(Collected data)
------------------------

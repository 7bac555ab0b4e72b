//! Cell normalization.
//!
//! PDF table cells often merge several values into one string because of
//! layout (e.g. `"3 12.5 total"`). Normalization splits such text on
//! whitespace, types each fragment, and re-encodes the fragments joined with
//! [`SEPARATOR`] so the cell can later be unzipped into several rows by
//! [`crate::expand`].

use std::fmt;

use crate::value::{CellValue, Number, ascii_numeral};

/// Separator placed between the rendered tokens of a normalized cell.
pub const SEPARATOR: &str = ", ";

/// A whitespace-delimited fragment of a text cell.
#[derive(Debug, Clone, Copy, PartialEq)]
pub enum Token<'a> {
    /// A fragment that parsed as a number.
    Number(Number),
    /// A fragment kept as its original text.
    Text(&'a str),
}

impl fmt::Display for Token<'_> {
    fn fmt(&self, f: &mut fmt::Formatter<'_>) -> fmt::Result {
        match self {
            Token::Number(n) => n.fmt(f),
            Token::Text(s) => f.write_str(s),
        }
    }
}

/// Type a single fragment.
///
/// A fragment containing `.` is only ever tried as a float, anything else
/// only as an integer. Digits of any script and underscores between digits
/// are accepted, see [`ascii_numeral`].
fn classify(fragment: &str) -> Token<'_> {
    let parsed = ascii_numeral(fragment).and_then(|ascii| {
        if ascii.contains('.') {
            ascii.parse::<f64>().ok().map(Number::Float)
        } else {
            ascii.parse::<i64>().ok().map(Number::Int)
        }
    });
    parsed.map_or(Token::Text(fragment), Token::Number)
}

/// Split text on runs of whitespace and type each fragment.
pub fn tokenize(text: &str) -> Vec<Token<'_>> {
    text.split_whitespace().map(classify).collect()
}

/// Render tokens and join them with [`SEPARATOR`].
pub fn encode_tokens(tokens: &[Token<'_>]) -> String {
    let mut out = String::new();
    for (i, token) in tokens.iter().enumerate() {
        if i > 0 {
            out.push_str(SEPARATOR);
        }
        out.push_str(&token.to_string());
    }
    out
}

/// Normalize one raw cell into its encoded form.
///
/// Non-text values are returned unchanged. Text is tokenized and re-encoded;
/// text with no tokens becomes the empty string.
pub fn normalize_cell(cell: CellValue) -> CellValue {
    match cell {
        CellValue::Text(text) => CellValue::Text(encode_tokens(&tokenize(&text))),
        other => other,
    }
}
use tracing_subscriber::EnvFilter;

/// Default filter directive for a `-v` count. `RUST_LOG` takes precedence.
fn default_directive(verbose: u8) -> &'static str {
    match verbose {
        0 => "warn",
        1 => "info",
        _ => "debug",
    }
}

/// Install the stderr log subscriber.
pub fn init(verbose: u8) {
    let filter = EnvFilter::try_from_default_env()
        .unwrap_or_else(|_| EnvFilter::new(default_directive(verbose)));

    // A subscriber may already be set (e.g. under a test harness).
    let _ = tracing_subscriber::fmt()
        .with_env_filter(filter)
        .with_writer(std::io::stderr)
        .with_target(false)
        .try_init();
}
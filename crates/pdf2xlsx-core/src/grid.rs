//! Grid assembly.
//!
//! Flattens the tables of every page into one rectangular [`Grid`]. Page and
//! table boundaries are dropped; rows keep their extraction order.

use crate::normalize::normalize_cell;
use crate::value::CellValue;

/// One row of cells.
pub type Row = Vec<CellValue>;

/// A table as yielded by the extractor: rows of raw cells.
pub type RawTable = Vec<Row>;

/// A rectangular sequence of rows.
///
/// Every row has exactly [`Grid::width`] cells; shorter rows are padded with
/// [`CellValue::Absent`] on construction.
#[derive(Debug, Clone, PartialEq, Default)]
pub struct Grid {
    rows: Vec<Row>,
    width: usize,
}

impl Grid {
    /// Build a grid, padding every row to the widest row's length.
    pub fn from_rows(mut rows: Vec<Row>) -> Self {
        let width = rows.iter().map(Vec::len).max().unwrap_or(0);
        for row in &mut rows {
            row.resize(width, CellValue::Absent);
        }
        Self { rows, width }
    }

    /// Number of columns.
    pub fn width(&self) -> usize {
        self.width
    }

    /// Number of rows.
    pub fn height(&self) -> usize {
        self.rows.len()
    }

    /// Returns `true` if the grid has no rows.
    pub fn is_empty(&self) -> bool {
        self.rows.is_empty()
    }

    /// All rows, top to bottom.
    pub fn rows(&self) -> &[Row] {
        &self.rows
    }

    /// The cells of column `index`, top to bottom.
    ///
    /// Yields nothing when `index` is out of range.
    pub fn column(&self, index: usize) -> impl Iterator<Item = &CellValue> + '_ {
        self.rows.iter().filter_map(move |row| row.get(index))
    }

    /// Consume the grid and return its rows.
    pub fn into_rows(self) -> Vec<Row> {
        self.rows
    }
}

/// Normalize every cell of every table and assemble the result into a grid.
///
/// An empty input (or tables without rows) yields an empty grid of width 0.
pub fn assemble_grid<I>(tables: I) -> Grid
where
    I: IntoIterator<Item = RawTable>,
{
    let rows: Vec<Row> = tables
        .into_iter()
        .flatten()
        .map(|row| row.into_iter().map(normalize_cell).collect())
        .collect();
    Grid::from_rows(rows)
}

------------------------

*Try it:* Each line of the data should be transcribed exactly.

*Output for this exercise:*
repository 7bac555ab0b4e72b
//! Cell normalization.
//!
//! PDF table cells often merge several values into one string because of
//! layout (e.g. `"3 12.5 total"`). Normalization splits such text on
//! whitespace, types each fragment, and re-encodes the fragments joined with
//! [`SEPARATOR`] so the cell can later be unzipped into several rows by
//! [`crate::expand`].

use std::fmt;

use crate::value::{CellValue, Number, ascii_numeral};

/// Separator placed between the rendered tokens of a normalized cell.
pub const SEPARATOR: &str = ", ";

/// A whitespace-delimited fragment of a text cell.
#[derive(Debug, Clone, Copy, PartialEq)]
pub enum Token<'a> {
    /// A fragment that parsed as a number.
    Number(Number),
    /// A fragment kept as its original text.
    Text(&'a str),
}

impl fmt::Display for Token<'_> {
    fn fmt(&self, f: &mut fmt::Formatter<'_>) -> fmt::Result {
        match self {
            Token::Number(n) => n.fmt(f),
            Token::Text(s) => f.write_str(s),
        }
    }
}

/// Type a single fragment.
///
/// A fragment containing `.` is only ever tried as a float, anything else
/// only as an integer. Digits of any script and underscores between digits
/// are accepted, see [`ascii_numeral`].
fn classify(fragment: &str) -> Token<'_> {
    let parsed = ascii_numeral(fragment).and_then(|ascii| {
        if ascii.contains('.') {
            ascii.parse::<f64>().ok().map(Number::Float)
        } else {
            ascii.parse::<i64>().ok().map(Number::Int)
        }
    });
    parsed.map_or(Token::Text(fragment), Token::Number)
}

/// Split text on runs of whitespace and type each fragment.
pub fn tokenize(text: &str) -> Vec<Token<'_>> {
    text.split_whitespace().map(classify).collect()
}

/// Render tokens and join them with [`SEPARATOR`].
pub fn encode_tokens(tokens: &[Token<'_>]) -> String {
    let mut out = String::new();
    for (i, token) in tokens.iter().enumerate() {
        if i > 0 {
            out.push_str(SEPARATOR);
        }
        out.push_str(&token.to_string());
    }
    out
}

/// Normalize one raw cell into its encoded form.
///
/// Non-text values are returned unchanged. Text is tokenized and re-encoded;
/// text with no tokens becomes the empty string.
pub fn normalize_cell(cell: CellValue) -> CellValue {
    match cell {
        CellValue::Text(text) => CellValue::Text(encode_tokens(&tokenize(&text))),
        other => other,
    }
}
use tracing_subscriber::EnvFilter;

/// Default filter directive for a `-v` count. `RUST_LOG` takes precedence.
fn default_directive(verbose: u8) -> &'static str {
    match verbose {
        0 => "warn",
        1 => "info",
        _ => "debug",
    }
}

/// Install the stderr log subscriber.
pub fn init(verbose: u8) {
    let filter = EnvFilter::try_from_default_env()
        .unwrap_or_else(|_| EnvFilter::new(default_directive(verbose)));

    // A subscriber may already be set (e.g. under a test harness).
    let _ = tracing_subscriber::fmt()
        .with_env_filter(filter)
        .with_writer(std::io::stderr)
        .with_target(false)
        .try_init();
}
filename crates/pdf2xlsx-core/src/grid.rs
//! Grid assembly.
//!
//! Flattens the tables of every page into one rectangular [`Grid`]. Page and
//! table boundaries are dropped; rows keep their extraction order.

use crate::normalize::normalize_cell;
use crate::value::CellValue;

/// One row of cells.
pub type Row = Vec<CellValue>;

/// A table as yielded by the extractor: rows of raw cells.
pub type RawTable = Vec<Row>;

/// A rectangular sequence of rows.
///
/// Every row has exactly [`Grid::width`] cells; shorter rows are padded with
/// [`CellValue::Absent`] on construction.
#[derive(Debug, Clone, PartialEq, Default)]
pub struct Grid {
    rows: Vec<Row>,
    width: usize,
}

impl Grid {
    /// Build a grid, padding every row to the widest row's length.
    pub fn from_rows(mut rows: Vec<Row>) -> Self {
        let width = rows.iter().map(Vec::len).max().unwrap_or(0);
        for row in &mut rows {
            row.resize(width, CellValue::Absent);
        }
        Self { rows, width }
    }

    /// Number of columns.
    pub fn width(&self) -> usize {
        self.width
    }

    /// Number of rows.
    pub fn height(&self) -> usize {
        self.rows.len()
    }

    /// Returns `true` if the grid has no rows.
    pub fn is_empty(&self) -> bool {
        self.rows.is_empty()
    }

    /// All rows, top to bottom.
    pub fn rows(&self) -> &[Row] {
        &self.rows
    }

    /// The cells of column `index`, top to bottom.
    ///
    /// Yields nothing when `index` is out of range.
    pub fn column(&self, index: usize) -> impl Iterator<Item = &CellValue> + '_ {
        self.rows.iter().filter_map(move |row| row.get(index))
    }

    /// Consume the grid and return its rows.
    pub fn into_rows(self) -> Vec<Row> {
        self.rows
    }
}

/// Normalize every cell of every table and assemble the result into a grid.
///
/// An empty input (or tables without rows) yields an empty grid of width 0.
pub fn assemble_grid<I>(tables: I) -> Grid
where
    I: IntoIterator<Item = RawTable>,
{
    let rows: Vec<Row> = tables
        .into_iter()
        .flatten()
        .map(|row| row.into_iter().map(normalize_cell).collect())
        .collect();
    Grid::from_rows(rows)
}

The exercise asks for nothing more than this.